Work item -> All records after this line are to be returned verbatim.

Extracted records
= Beginning of Section =

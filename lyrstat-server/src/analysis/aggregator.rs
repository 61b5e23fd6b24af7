//! Word-frequency aggregation over a resolved lyrics corpus
//!
//! Pure computation: the output depends only on the corpus contents, never on map
//! iteration order, so repeated runs produce identical rankings.

use std::collections::{BTreeMap, BTreeSet, HashMap};

use lyrstat_common::models::MAX_RANKED_WORDS;
use lyrstat_common::WordCount;

use super::AnalyzerConfig;

/// Ranked words plus corpus-wide totals
#[derive(Debug, Clone, PartialEq, Eq)]
pub struct WordStats {
    /// At most 300 words, count descending then word ascending
    pub words: Vec<WordCount>,
    /// Distinct words before truncation
    pub unique_words: usize,
    /// Word occurrences before truncation
    pub total_words: usize,
}

#[derive(Default)]
struct Tally {
    count: usize,
    tracks: BTreeSet<String>,
}

/// Count words across all tracks' lyrics
pub fn aggregate(
    lyrics_by_track: &HashMap<String, String>,
    exclude_stopwords: bool,
    config: &AnalyzerConfig,
) -> WordStats {
    let mut tallies: BTreeMap<String, Tally> = BTreeMap::new();

    for (track_key, text) in lyrics_by_track {
        let text = config.patterns.strip_sections(text).to_lowercase();

        for word in config.patterns.words(&text) {
            if word.chars().count() <= 1 {
                continue;
            }
            if exclude_stopwords && config.stopwords.contains(word) {
                continue;
            }

            let tally = tallies.entry(word.to_string()).or_default();
            tally.count += 1;
            if !tally.tracks.contains(track_key) {
                tally.tracks.insert(track_key.clone());
            }
        }
    }

    let unique_words = tallies.len();
    let total_words = tallies.values().map(|t| t.count).sum();

    let mut words: Vec<WordCount> = tallies
        .into_iter()
        .map(|(word, tally)| WordCount {
            word,
            count: tally.count,
            tracks: tally.tracks.into_iter().collect(),
        })
        .collect();

    words.sort_by(|a, b| b.count.cmp(&a.count).then_with(|| a.word.cmp(&b.word)));
    words.truncate(MAX_RANKED_WORDS);

    WordStats {
        words,
        unique_words,
        total_words,
    }
}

= End of Section =

Exercise response ->
filename lyrstat-server/src/analysis/aggregator.rs
repository 61b5e23fd6b24af7
//! Word-frequency aggregation over a resolved lyrics corpus
//!
//! Pure computation: the output depends only on the corpus contents, never on map
//! iteration order, so repeated runs produce identical rankings.

use std::collections::{BTreeMap, BTreeSet, HashMap};

use lyrstat_common::models::MAX_RANKED_WORDS;
use lyrstat_common::WordCount;

use super::AnalyzerConfig;

/// Ranked words plus corpus-wide totals
#[derive(Debug, Clone, PartialEq, Eq)]
pub struct WordStats {
    /// At most 300 words, count descending then word ascending
    pub words: Vec<WordCount>,
    /// Distinct words before truncation
    pub unique_words: usize,
    /// Word occurrences before truncation
    pub total_words: usize,
}

#[derive(Default)]
struct Tally {
    count: usize,
    tracks: BTreeSet<String>,
}

/// Count words across all tracks' lyrics
pub fn aggregate(
    lyrics_by_track: &HashMap<String, String>,
    exclude_stopwords: bool,
    config: &AnalyzerConfig,
) -> WordStats {
    let mut tallies: BTreeMap<String, Tally> = BTreeMap::new();

    for (track_key, text) in lyrics_by_track {
        let text = config.patterns.strip_sections(text).to_lowercase();

        for word in config.patterns.words(&text) {
            if word.chars().count() <= 1 {
                continue;
            }
            if exclude_stopwords && config.stopwords.contains(word) {
                continue;
            }

            let tally = tallies.entry(word.to_string()).or_default();
            tally.count += 1;
            if !tally.tracks.contains(track_key) {
                tally.tracks.insert(track_key.clone());
            }
        }
    }

    let unique_words = tallies.len();
    let total_words = tallies.values().map(|t| t.count).sum();

    let mut words: Vec<WordCount> = tallies
        .into_iter()
        .map(|(word, tally)| WordCount {
            word,
            count: tally.count,
            tracks: tally.tracks.into_iter().collect(),
        })
        .collect();

    words.sort_by(|a, b| b.count.cmp(&a.count).then_with(|| a.word.cmp(&b.word)));
    words.truncate(MAX_RANKED_WORDS);

    WordStats {
        words,
        unique_words,
        total_words,
    }
}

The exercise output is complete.